Kyu Bum Cho1 , Cheon Hee Park1 , Joungmin Kim2 , Tran Duc Tin3 , and Sang-Hyun Kwak2,3
Department of Anesthesiology and Pain Medicine, 1Kwangju Christian Hospital, 2Chonnam National University Medical School and Hospital, 3Brain Korea 21 Project, Center for Creative Biomedical Scientists at Chonnam National University, Gwangju, Korea
Correspondence to: Sang-Hyun Kwak, M.D., Ph.D.
Department of Anesthesiology and Pain Medicine, Chonnam National University Medical School and Hospital, 42 Jebong-ro, Dong-gu, Gwangju 61469, Korea Tel: 82-62-220-6893 Fax: 82-62-232-6294 E-mail: shkwak@jnu.ac.kr
ORCID https://orcid.org/0000-0001-6077-2086

This is a thesis for a Master’s degree by Kyu Bum Cho.
Received July 30, 2019; Revised September 23, 2019; Accepted October 4, 2019.
cc This is an Open Access article distributed under the terms of the Creative Commons Attribution Non-Commercial License (http://creativecommons.org/licenses/by-nc/4.0) which permits unrestricted non-commercial use, distribution, and reproduction in any medium, provided the original work is properly cited.
Abstract

Background

Sepsis, an uncontrolled host response to infection, may be life-threatening organ injury. Neutrophils play a critical role in regulation of host immune response to infection. Curcumin, known as a spice and food coloring agent, possesses anti-inflammatory properties. In this study, we investigated the effects of curcumin on lipopolysaccharide (LPS)-induced neutrophil activation with its signaling pathways.

Methods

Isolated human neutrophils were incubated without or with LPS and curcumin, and the expression of pro-inflammatory cytokines, such as tumor necrosis factor alpha (TNF-α), interleukin (IL)-6, and IL-8 were assessed by enzyme-linked immunosorbent assays.
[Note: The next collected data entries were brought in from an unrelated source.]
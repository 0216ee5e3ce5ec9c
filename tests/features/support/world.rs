//! Test world for Cucumber scenarios

use std::collections::HashMap;
use std::fmt;

use cucumber::World;
use serde_json::Value;

use crate::common::{EventFactory, TestApp, PNG_BYTES};

/// Test world that maintains state across scenario steps
#[derive(World)]
#[world(init = Self::new)]
pub struct TestWorld {
    /// Application under test, started on first use
    app: Option<TestApp>,

    /// Event being prepared by `Given` steps
    pub draft: Option<EventFactory>,

    /// Ids of events created in this scenario, keyed by the title sent
    pub events: HashMap<String, i64>,

    /// Id of the most recently created booking
    pub last_booking_id: Option<i64>,

    /// Response from last API call
    pub last_response: Option<TestResponse>,
}

#[derive(Debug, Clone)]
pub struct TestResponse {
    pub status: u16,
    pub body: Value,
}

impl fmt::Debug for TestWorld {
    fn fmt(&self, f: &mut fmt::Formatter<'_>) -> fmt::Result {
        f.debug_struct("TestWorld")
            .field("started", &self.app.is_some())
            .field("draft", &self.draft)
            .field("events", &self.events)
            .field("last_booking_id", &self.last_booking_id)
            .field("last_response", &self.last_response)
            .finish()
    }
}

impl TestWorld {
    pub fn new() -> Self {
        Self {
            app: None,
            draft: None,
            events: HashMap::new(),
            last_booking_id: None,
            last_response: None,
        }
    }

    /// The running application
    pub async fn app(&mut self) -> &TestApp {
        if self.app.is_none() {
            self.app = Some(TestApp::new().await);
        }
        self.app.as_ref().expect("app started above")
    }

    /// Submit an event through the multipart create endpoint and remember
    /// its id when it is created
    pub async fn submit_event(&mut self, event: EventFactory) -> &TestResponse {
        let fields = event.form_fields();
        let response = self
            .app()
            .await
            .post_multipart("/api/v1/events", &fields, Some(("poster.png", PNG_BYTES)))
            .await;

        let recorded = Self::record(&response);
        if recorded.status == 201 {
            if let Some(id) = recorded.body["id"].as_i64() {
                self.events.insert(event.title.clone(), id);
            }
        }
        self.last_response = Some(recorded);
        self.last_response()
    }

    pub async fn get(&mut self, uri: &str) -> &TestResponse {
        let response = self.app().await.get(uri).await;
        self.last_response = Some(Self::record(&response));
        self.last_response()
    }

    pub async fn post_json(&mut self, uri: &str, body: Value) -> &TestResponse {
        let response = self.app().await.post_json(uri, body).await;
        self.last_response = Some(Self::record(&response));
        self.last_response()
    }

    pub async fn delete(&mut self, uri: &str) -> &TestResponse {
        let response = self.app().await.delete(uri).await;
        self.last_response = Some(Self::record(&response));
        self.last_response()
    }

    /// Id of an event created earlier in the scenario
    pub fn event_id(&self, title: &str) -> i64 {
        *self
            .events
            .get(title)
            .unwrap_or_else(|| panic!("No event titled {title:?} was created"))
    }

    pub fn last_response(&self) -> &TestResponse {
        self.last_response
            .as_ref()
            .expect("No request has been made yet")
    }

    fn record(response: &crate::common::TestResponse) -> TestResponse {
        let body = if response.body.is_empty() {
            Value::Null
        } else {
            serde_json::from_slice(&response.body).unwrap_or(Value::Null)
        };
        TestResponse {
            status: response.status.as_u16(),
            body,
        }
    }
}
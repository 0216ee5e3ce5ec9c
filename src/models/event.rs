//! Event data model

use std::fmt;
use std::str::FromStr;

use chrono::{DateTime, Utc};
use serde::{Deserialize, Serialize};
use validator::Validate;

use crate::utils::normalize::{generate_slug, normalize_date, normalize_time};
use crate::utils::validation::{
    validate_date, validate_event_mode, validate_image_url, validate_items_not_blank,
    validate_not_blank, validate_time,
};

/// How an event is attended
#[derive(Debug, Clone, Copy, PartialEq, Eq, Hash, Serialize, Deserialize)]
#[serde(rename_all = "UPPERCASE")]
pub enum EventMode {
    Online,
    Offline,
    Hybrid,
}

impl EventMode {
    pub const ALL: [EventMode; 3] = [EventMode::Online, EventMode::Offline, EventMode::Hybrid];

    pub fn as_str(&self) -> &'static str {
        match self {
            EventMode::Online => "ONLINE",
            EventMode::Offline => "OFFLINE",
            EventMode::Hybrid => "HYBRID",
        }
    }

    /// Comma separated list of accepted values, for error messages
    pub fn valid_values() -> String {
        Self::ALL
            .iter()
            .map(|m| m.as_str())
            .collect::<Vec<_>>()
            .join(", ")
    }
}

impl fmt::Display for EventMode {
    fn fmt(&self, f: &mut fmt::Formatter<'_>) -> fmt::Result {
        f.write_str(self.as_str())
    }
}

/// Error returned when parsing an unknown event mode
#[derive(Debug, Clone, PartialEq, Eq, thiserror::Error)]
#[error("Invalid event mode '{0}'")]
pub struct UnknownEventMode(pub String);

impl FromStr for EventMode {
    type Err = UnknownEventMode;

    fn from_str(s: &str) -> Result<Self, Self::Err> {
        Self::ALL
            .into_iter()
            .find(|mode| mode.as_str() == s.trim())
            .ok_or_else(|| UnknownEventMode(s.to_string()))
    }
}

/// A persisted or candidate event record.
///
/// `id`, `slug` and the timestamps are absent until the record has been
/// written to the store.
#[derive(Debug, Clone, PartialEq, Serialize, Deserialize)]
#[serde(rename_all = "camelCase")]
pub struct Event {
    pub id: Option<i64>,
    pub title: String,
    pub slug: Option<String>,
    pub description: String,
    pub overview: String,
    pub image: String,
    pub venue: String,
    pub location: String,
    pub date: String,
    pub time: String,
    pub mode: EventMode,
    pub audience: String,
    pub agenda: Vec<String>,
    pub organizer: String,
    pub tags: Vec<String>,
    pub created_at: Option<DateTime<Utc>>,
    pub updated_at: Option<DateTime<Utc>>,
}

impl Event {
    /// Bring derived and canonical fields up to date before a write.
    ///
    /// The slug is only generated when absent or blank; an existing slug is
    /// kept even if the title changed.
    pub fn normalize(&mut self) {
        if self.slug.as_deref().map_or(true, |s| s.trim().is_empty()) {
            self.slug = Some(generate_slug(&self.title));
        }
        self.date = normalize_date(&self.date);
        self.time = normalize_time(&self.time);
    }

    /// Copy every mutable field (`title` through `tags`) from `patch`,
    /// leaving identity, slug and timestamps untouched.
    pub fn apply_patch(&mut self, patch: Event) {
        self.title = patch.title;
        self.description = patch.description;
        self.overview = patch.overview;
        self.image = patch.image;
        self.venue = patch.venue;
        self.location = patch.location;
        self.date = patch.date;
        self.time = patch.time;
        self.mode = patch.mode;
        self.audience = patch.audience;
        self.agenda = patch.agenda;
        self.organizer = patch.organizer;
        self.tags = patch.tags;
    }
}

/// Event payload exchanged over the API.
///
/// Used as the response body for every event endpoint and as the request
/// body of `PUT /events/{id}`.
#[derive(Debug, Clone, Serialize, Deserialize, Validate)]
#[serde(rename_all = "camelCase")]
pub struct EventDto {
    #[serde(default)]
    pub id: Option<i64>,

    #[validate(
        custom(function = "validate_not_blank"),
        length(max = 100, message = "Title cannot exceed 100 characters")
    )]
    pub title: String,

    #[validate(
        custom(function = "validate_not_blank"),
        length(max = 1000, message = "Description cannot exceed 1000 characters")
    )]
    pub description: String,

    #[validate(
        custom(function = "validate_not_blank"),
        length(max = 500, message = "Overview cannot exceed 500 characters")
    )]
    pub overview: String,

    #[validate(custom(function = "validate_image_url"))]
    pub image: String,

    #[validate(custom(function = "validate_not_blank"))]
    pub venue: String,

    #[validate(custom(function = "validate_not_blank"))]
    pub location: String,

    #[validate(custom(function = "validate_date"))]
    pub date: String,

    #[validate(custom(function = "validate_time"))]
    pub time: String,

    pub mode: EventMode,

    #[validate(custom(function = "validate_not_blank"))]
    pub audience: String,

    #[validate(
        length(min = 1, message = "At least one agenda item is required"),
        custom(function = "validate_items_not_blank")
    )]
    pub agenda: Vec<String>,

    #[validate(custom(function = "validate_not_blank"))]
    pub organizer: String,

    #[validate(
        length(
            min = 1,
            max = 10,
            message = "At least one tag is required, maximum 10 tags allowed"
        ),
        custom(function = "validate_items_not_blank")
    )]
    pub tags: Vec<String>,

    #[serde(default)]
    pub slug: Option<String>,

    #[serde(default)]
    pub created_at: Option<DateTime<Utc>>,

    #[serde(default)]
    pub updated_at: Option<DateTime<Utc>>,
}

impl From<Event> for EventDto {
    fn from(event: Event) -> Self {
        Self {
            id: event.id,
            title: event.title,
            description: event.description,
            overview: event.overview,
            image: event.image,
            venue: event.venue,
            location: event.location,
            date: event.date,
            time: event.time,
            mode: event.mode,
            audience: event.audience,
            agenda: event.agenda,
            organizer: event.organizer,
            tags: event.tags,
            slug: event.slug,
            created_at: event.created_at,
            updated_at: event.updated_at,
        }
    }
}

impl From<EventDto> for Event {
    fn from(dto: EventDto) -> Self {
        Self {
            id: dto.id,
            title: dto.title,
            slug: dto.slug,
            description: dto.description,
            overview: dto.overview,
            image: dto.image,
            venue: dto.venue,
            location: dto.location,
            date: dto.date,
            time: dto.time,
            mode: dto.mode,
            audience: dto.audience,
            agenda: dto.agenda,
            organizer: dto.organizer,
            tags: dto.tags,
            created_at: dto.created_at,
            updated_at: dto.updated_at,
        }
    }
}

/// Text fields of the multipart `POST /events` form.
///
/// The image arrives as a separate file part and is uploaded before the
/// event candidate is built, so it is not part of this struct.
#[derive(Debug, Clone, Default, Validate)]
pub struct CreateEventForm {
    #[validate(
        custom(function = "validate_not_blank"),
        length(max = 100, message = "Title cannot exceed 100 characters")
    )]
    pub title: String,

    #[validate(
        custom(function = "validate_not_blank"),
        length(max = 1000, message = "Description cannot exceed 1000 characters")
    )]
    pub description: String,

    #[validate(
        custom(function = "validate_not_blank"),
        length(max = 500, message = "Overview cannot exceed 500 characters")
    )]
    pub overview: String,

    #[validate(custom(function = "validate_not_blank"))]
    pub venue: String,

    #[validate(custom(function = "validate_not_blank"))]
    pub location: String,

    #[validate(custom(function = "validate_date"))]
    pub date: String,

    #[validate(custom(function = "validate_time"))]
    pub time: String,

    #[validate(custom(function = "validate_event_mode"))]
    pub mode: String,

    #[validate(custom(function = "validate_not_blank"))]
    pub audience: String,

    #[validate(
        length(min = 1, message = "At least one agenda item is required"),
        custom(function = "validate_items_not_blank")
    )]
    pub agenda: Vec<String>,

    #[validate(custom(function = "validate_not_blank"))]
    pub organizer: String,

    #[validate(
        length(
            min = 1,
            max = 10,
            message = "At least one tag is required, maximum 10 tags allowed"
        ),
        custom(function = "validate_items_not_blank")
    )]
    pub tags: Vec<String>,
}

/// Split a comma-joined form value into trimmed items
fn split_list(value: &str) -> impl Iterator<Item = String> + '_ {
    value.split(',').map(|item| item.trim().to_string())
}

impl CreateEventForm {
    /// Record one form field. Unknown field names are ignored.
    ///
    /// `agenda` and `tags` may be repeated, and each value is also split
    /// on commas.
    pub fn set_field(&mut self, name: &str, value: String) {
        match name {
            "title" => self.title = value,
            "description" => self.description = value,
            "overview" => self.overview = value,
            "venue" => self.venue = value,
            "location" => self.location = value,
            "date" => self.date = value,
            "time" => self.time = value,
            "mode" => self.mode = value,
            "audience" => self.audience = value,
            "organizer" => self.organizer = value,
            "agenda" => self.agenda.extend(split_list(&value)),
            "tags" => self.tags.extend(split_list(&value)),
            _ => {}
        }
    }

    /// Build the event candidate once the image has been uploaded.
    ///
    /// Call after [`Validate::validate`]; an unparseable mode is reported
    /// as an error rather than defaulted.
    pub fn into_event(self, image: String) -> Result<Event, UnknownEventMode> {
        let mode = self.mode.parse()?;
        Ok(Event {
            id: None,
            title: self.title,
            slug: None,
            description: self.description,
            overview: self.overview,
            image,
            venue: self.venue,
            location: self.location,
            date: self.date,
            time: self.time,
            mode,
            audience: self.audience,
            agenda: self.agenda,
            organizer: self.organizer,
            tags: self.tags,
            created_at: None,
            updated_at: None,
        })
    }
}
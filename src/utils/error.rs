//! Error types and handling
//!
//! `AppError` is the HTTP-facing error. Store and service errors are
//! converted into it at the API boundary and rendered as a consistent JSON
//! body.

use std::collections::BTreeMap;

use axum::{
    extract::rejection::JsonRejection,
    http::StatusCode,
    response::{IntoResponse, Response},
    Json,
};
use serde::Serialize;
use thiserror::Error;
use tracing::error;

use crate::db::StoreError;
use crate::models::EventMode;
use crate::services::ServiceError;

/// Application error types
#[derive(Debug, Error)]
pub enum AppError {
    /// Resource not found (404)
    #[error("Not found: {0}")]
    NotFound(String),

    /// Bad request - invalid input or business rule violation (400)
    #[error("Bad request: {0}")]
    BadRequest(String),

    /// Request body failed field validation (400)
    #[error("Validation failed")]
    Validation(BTreeMap<String, String>),

    /// Conflict - uniqueness or referential constraint (409)
    #[error("Conflict: {0}")]
    Conflict(String),

    /// Image store failure (502)
    #[error("Upstream error: {0}")]
    BadGateway(String),

    /// Optional collaborator is not configured (503)
    #[error("Service unavailable: {0}")]
    ServiceUnavailable(String),

    /// Database error (500)
    #[error("Database error: {0}")]
    Database(String),
}

impl AppError {
    pub fn bad_request(message: impl Into<String>) -> Self {
        Self::BadRequest(message.into())
    }
}

/// Error response body
#[derive(Serialize, Debug)]
pub struct ErrorResponse {
    /// Error type identifier
    pub error: String,
    /// Human-readable error message
    pub message: String,
    /// Additional error details (optional)
    #[serde(skip_serializing_if = "Option::is_none")]
    pub details: Option<serde_json::Value>,
}

impl ErrorResponse {
    /// Create a new error response
    pub fn new(error: impl Into<String>, message: impl Into<String>) -> Self {
        Self {
            error: error.into(),
            message: message.into(),
            details: None,
        }
    }

    /// Add details to the error response
    pub fn with_details(mut self, details: serde_json::Value) -> Self {
        self.details = Some(details);
        self
    }
}

impl IntoResponse for AppError {
    fn into_response(self) -> Response {
        let (status, error_type, should_log) = match &self {
            AppError::NotFound(_) => (StatusCode::NOT_FOUND, "not_found", false),
            AppError::BadRequest(_) => (StatusCode::BAD_REQUEST, "bad_request", false),
            AppError::Validation(_) => (StatusCode::BAD_REQUEST, "validation_error", false),
            AppError::Conflict(_) => (StatusCode::CONFLICT, "conflict", false),
            AppError::BadGateway(_) => (StatusCode::BAD_GATEWAY, "upstream_error", true),
            AppError::ServiceUnavailable(_) => {
                (StatusCode::SERVICE_UNAVAILABLE, "service_unavailable", true)
            }
            AppError::Database(_) => (StatusCode::INTERNAL_SERVER_ERROR, "database_error", true),
        };

        // Log server errors
        if should_log {
            error!(error = %self, error_type = error_type, "Request error");
        }

        let mut body = ErrorResponse::new(error_type, self.to_string());
        if let AppError::Validation(fields) = &self {
            body = body.with_details(serde_json::json!({ "errors": fields }));
        }

        (status, Json(body)).into_response()
    }
}

// Implement From for common error types

impl From<ServiceError> for AppError {
    fn from(err: ServiceError) -> Self {
        match err {
            ServiceError::InvalidArgument(msg) => AppError::BadRequest(msg),
            ServiceError::NotFound(msg) => AppError::NotFound(msg),
            ServiceError::ConstraintViolation(msg) => AppError::Conflict(msg),
            ServiceError::Store(store) => store.into(),
        }
    }
}

impl From<StoreError> for AppError {
    fn from(err: StoreError) -> Self {
        match err {
            StoreError::ConstraintViolation(msg) => AppError::Conflict(msg),
            StoreError::NotFound(msg) => AppError::NotFound(msg),
            other => AppError::Database(other.to_string()),
        }
    }
}

impl From<validator::ValidationErrors> for AppError {
    fn from(err: validator::ValidationErrors) -> Self {
        let fields = err
            .field_errors()
            .into_iter()
            .map(|(field, errors)| {
                let message = errors
                    .iter()
                    .find_map(|e| e.message.as_ref().map(|m| m.to_string()))
                    .unwrap_or_else(|| "Invalid value".to_string());
                (field.to_string(), message)
            })
            .collect();
        AppError::Validation(fields)
    }
}

impl From<JsonRejection> for AppError {
    fn from(rejection: JsonRejection) -> Self {
        let detail = rejection.body_text();

        let message = match &rejection {
            JsonRejection::MissingJsonContentType(_) => {
                "Request body must be JSON (Content-Type: application/json)".to_string()
            }
            JsonRejection::JsonSyntaxError(_) => {
                "Invalid JSON format. Please check your request body.".to_string()
            }
            JsonRejection::JsonDataError(_) if detail.contains("mode") => format!(
                "Invalid event mode. Valid values are: {}",
                EventMode::valid_values()
            ),
            JsonRejection::JsonDataError(_) if detail.contains("missing field") => detail,
            JsonRejection::JsonDataError(_) => {
                "Invalid value provided for one or more fields. Please check your request body format."
                    .to_string()
            }
            _ => "Invalid request body format".to_string(),
        };

        AppError::BadRequest(message)
    }
}

/// Result type alias for handlers
pub type AppResult<T> = Result<T, AppError>;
The expression of mitogen-activated protein kinases such as p38, extracellularsignal-regulated kinase (ERK)1/2, and c-Jun N-terminal kinase (JNK) were evaluated by Western blot analysis. Neutrophil apoptosis was also measured by fluorescence-activated cell sorting (annexin V/propidium iodide) in LPS-stimulated neutrophils under treatment with curcumin.

Results

Curcumin attenuated expression of TNF-α, IL-6, and IL-8 and the phosphorylation levels of p38 and JNK, but not ERK1/2, in LPS-stimulated neutrophils. Additionally, curcumin restored the delayed neutrophil apoptosis by LPS-stimulated neutrophils(19.7 ± 3.2 to 38.2 ± 0.5%, P < 0.05).

Conclusions

Our results reveal the underlying mechanism of how curcumin attenuate neutrophil activation and suggest potential clinic applications of curcumin supplementation for patients with severe sepsis and septic shock. Additional clinical studies are required to confirm these in vitro findings.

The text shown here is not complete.